A traumatic event has two important components to it. The first being the trauma itself and the second being one’s reaction to it. Trauma can be defined as any type of situation or event that is perceived as threatening to one’s physical and emotional well-being. Trauma can encompass many different situations including abuse, neglect, accident, loss, or natural events. One’s reaction to trauma is subjective and based largely on personal experience. What might be traumatic to one person may not be at all distressing to another. This has to do largely with an individual’s unique experiences, personalities, and mechanisms of coping. A situation is not classified as traumatic if a person can effectively cope so that it is not deemed as threatening. Trauma therapy is a type of treatment that assists people in overcoming traumatic episodes. It is geared to help when one’s capacity to cope is besieged by terror and dread.
Trauma therapy includes various forms of treatment modalities and interventions that can be used singularly or in conjunction with each other. Trauma therapy helps a person to process through a traumatic experience by helping them to identify triggers, to understand their reactions, and to acquire coping mechanisms to help them to manage thoughts and feelings. The goals of trauma therapy may differ across person, as some might be looking to cope better, while others might need to find peace or to take specific actions.
Trauma therapy helps individuals to come to grips with the fact that a trauma happened and works to help them to move past it. Trauma therapy seeks to help people to lessen or remove trauma symptoms and to shift their attention from the past into the present period. Trauma therapy tries to help people to regain a sense of power, to acquire new mechanisms of coping, and to eliminate negative behaviors in relation to traumatic stressors.
Despite the fact that just about any treatment approach can be used to treat trauma, there are three specific types of therapies that have proven to be the most efficacious, including trauma-focused cognitive behavioral therapy (TFCBT), psychodynamic therapy, and eye movement desensitization and reprocessing therapy (EMDR).
Trauma-focused cognitive behavioral therapy is a branch of cognitive behavioral therapy specifically used for people struggling with trauma. This therapy is specifically targeted to help individuals to address thoughts related to a traumatic event and to educate about trauma overall and its wide impact. A person is instructed about relaxation methods and coping techniques to help them with symptom management. TFCBT helps a person to process thoughts and feelings related to their experience via a trauma narrative, which is a mechanism to help them tell their story.

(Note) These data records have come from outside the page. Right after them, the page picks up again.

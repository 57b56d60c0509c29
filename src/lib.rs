//! # qzip - Grammar Induction Compression
//!
//! A dictionary-substitution compressor. The input bytes become a block of
//! symbols; recurring subsequences are mined, replaced in place by fresh
//! non-terminal symbols, and recorded as rules until nothing profitable
//! repeats. The result is a rule table followed by the final block:
//!
//! 1. **Mining**: count contiguous and gapped n-grams over the block
//! 2. **Selection**: pick what to replace (bytes-saved ranking or a bigram
//!    multiplicity set)
//! 3. **Replacement**: rewrite every occurrence in place
//! 4. **Cleanup**: inline rules used once, drop unused rules, renumber
//!    densely
//!
//! ## Example
//!
//! ```
//! use qzip_rs::{decompress, Compressor};
//!
//! let compressed = Compressor::default().compress(b"abcabcabcabc").unwrap();
//!
//! // Reconstructs the original bytes
//! assert_eq!(decompress(&compressed.data).unwrap(), b"abcabcabcabc");
//!
//! println!("Created {} rules", compressed.stats.num_rules);
//! ```
//!
//! ## Format
//!
//! Each rule is written as its symbol, its body and a `0xFFFF` terminator,
//! all little-endian `u16`. The block follows with no terminator. Symbols
//! must stay below `0xFFFF`.

mod block;
mod cleanup;
mod codec;
mod compressor;
mod config;
mod dictionary;
mod error;
mod grammar;
mod histogram;
mod id_gen;
mod induction;
mod io;
mod pattern;
mod policy;
mod replace;
mod symbol;

#[cfg(test)]
mod tests;

pub use block::{Block, BlockIter, Cursor};
pub use cleanup::{eliminate_singletons, references, remap, trim};
pub use codec::RULE_END;
pub use compressor::{
    compress, decompress, decompress_stream, verify, CompressionStats, Compressed, Compressor,
};
pub use config::{CompressionLevel, Config, Incompressible, Policy};
pub use dictionary::Dictionary;
pub use error::{Error, Result};
pub use grammar::Grammar;
pub use histogram::Histogram;
pub use induction::{Induced, Induction, Phase};
pub use io::{read_source, write_sink};
pub use pattern::{count, find, matches, Pattern};
pub use policy::{BestCandidate, Candidate, NgramSet, Selection, Selector};
pub use replace::{erase, replace_all, replace_next, sweep};
pub use symbol::Symbol;
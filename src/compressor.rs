//! One-shot and streaming compression entry points.

use crate::config::{Config, Incompressible};
use crate::error::{Error, Result};
use crate::grammar::Grammar;
use crate::induction::Induction;
use crate::io::{read_source, write_sink};
use std::io::{Read, Write};
use tracing::{error, info, warn};

/// Grammar compressor.
#[derive(Debug, Clone, Default)]
pub struct Compressor {
    config: Config,
}

/// Output of a compression run.
#[derive(Debug, Clone)]
pub struct Compressed {
    pub data: Vec<u8>,
    pub grammar: Grammar,
    pub stats: CompressionStats,
}

impl Compressor {
    pub fn new(config: Config) -> Self {
        Self { config }
    }

    pub fn config(&self) -> &Config {
        &self.config
    }

    /// Builds the grammar for `input`.
    ///
    /// Returns the grammar and the number of productive induction passes.
    /// Input in which nothing repeats becomes a stored grammar, or an error
    /// when the configuration asks for [`Incompressible::Fail`].
    pub fn induce(&self, input: &[u8]) -> Result<(Grammar, usize)> {
        if self.config.level.to_level() == 0 {
            return Ok((Grammar::stored(input), 0));
        }

        let selector = self.config.selector();
        let induction =
            Induction::new(input, selector.as_ref()).with_max_probes(self.config.max_probes);

        match induction.run() {
            Ok(induced) => Ok((induced.grammar, induced.passes)),
            Err(Error::NothingToCompress { len })
                if self.config.incompressible == Incompressible::Store =>
            {
                warn!(len, "nothing repeats, storing input");
                Ok((Grammar::stored(input), 0))
            }
            Err(e) => Err(e),
        }
    }

    /// Compresses `input` into the rule-table-plus-block stream.
    pub fn compress(&self, input: &[u8]) -> Result<Compressed> {
        let (grammar, passes) = self.induce(input)?;
        let data = grammar.encode()?;

        if self.config.verify {
            verify(input, &data)?;
        }

        let stats = CompressionStats {
            input_length: input.len(),
            block_symbols: grammar.block().len(),
            num_rules: grammar.dictionary().len(),
            rule_symbols: grammar.dictionary().body_len(),
            passes,
            encoded_bytes: data.len(),
        };

        info!(
            input = stats.input_length,
            document = stats.block_symbols,
            rules = stats.num_rules,
            encoded = stats.encoded_bytes,
            "compressed"
        );

        Ok(Compressed {
            data,
            grammar,
            stats,
        })
    }

    /// Reads `reader` to the end, compresses it and writes the result.
    ///
    /// Nothing is written if compression fails.
    pub fn compress_stream<R: Read, W: Write>(
        &self,
        reader: R,
        writer: W,
    ) -> Result<CompressionStats> {
        let input = read_source(reader)?;
        let compressed = self.compress(&input)?;
        write_sink(writer, &compressed.data)?;
        Ok(compressed.stats)
    }
}

/// Compresses with the default configuration.
pub fn compress(input: &[u8]) -> Result<Vec<u8>> {
    Compressor::default().compress(input).map(|c| c.data)
}

/// Decodes a compressed stream back to the original bytes.
pub fn decompress(input: &[u8]) -> Result<Vec<u8>> {
    Grammar::decode(input)?.expand()
}

/// Reads a compressed stream from `reader` and writes the expansion.
///
/// Returns the number of bytes written.
pub fn decompress_stream<R: Read, W: Write>(reader: R, writer: W) -> Result<usize> {
    let input = read_source(reader)?;
    let output = decompress(&input)?;
    write_sink(writer, &output)?;
    Ok(output.len())
}

/// Decodes `encoded` independently and checks it expands to `original`.
pub fn verify(original: &[u8], encoded: &[u8]) -> Result<()> {
    let expanded = Grammar::decode(encoded)?.expand()?;

    if expanded != original {
        let offset = original
            .iter()
            .zip(&expanded)
            .position(|(a, b)| a != b)
            .unwrap_or_else(|| original.len().min(expanded.len()));

        error!(
            offset,
            expected = original.len(),
            actual = expanded.len(),
            "round trip mismatch"
        );
        return Err(Error::RoundTripFailure {
            offset,
            expected: original.len(),
            actual: expanded.len(),
        });
    }

    Ok(())
}

/// Statistics about one compression run.
#[derive(Debug, Clone, Copy, PartialEq, Eq)]
pub struct CompressionStats {
    /// Number of input bytes
    pub input_length: usize,
    /// Symbols left in the final block
    pub block_symbols: usize,
    /// Rules in the final dictionary
    pub num_rules: usize,
    /// Total symbols across rule bodies
    pub rule_symbols: usize,
    /// Productive induction passes
    pub passes: usize,
    /// Size of the encoded stream in bytes
    pub encoded_bytes: usize,
}

impl CompressionStats {
    /// Block plus rule body symbols.
    pub fn grammar_symbols(&self) -> usize {
        self.block_symbols + self.rule_symbols
    }

    /// Encoded size as a percentage of the input size.
    ///
    /// Lower is better. Every symbol costs two bytes, so incompressible
    /// input comes out at 200%.
    pub fn compression_ratio(&self) -> f64 {
        if self.input_length == 0 {
            0.0
        } else {
            (self.encoded_bytes as f64 / self.input_length as f64) * 100.0
        }
    }
}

Psychodynamic therapy has strong roots in psychoanalysis and mostly pertains to the underlying, unconscious mind. Psychodynamic therapy helps a person to connect and process unconscious thoughts with the goal of gaining insight into their symptoms and into the larger traumatic event. Free association techniques are used and defense mechanisms are identified to help a person to resolve inner conflicts.
Eye movement desensitization and reprocessing therapy (EMDR) seeks to help people to process trauma in more favorable ways. This type of therapy attempts to obliterate blockages in the mind so that a person can work towards optimal mental health. An outside stimulus is utilized to prompt attention externally while one processes the trauma. In the latter part of the session, an individual is instructed to retain an aspect of their story while tracking movements with their eyes.
Whatever therapeutic modality is used, trauma therapy helps a person to work through traumatic events, to understand symptoms related to trauma, and to acquire important coping skills to help them to move forward.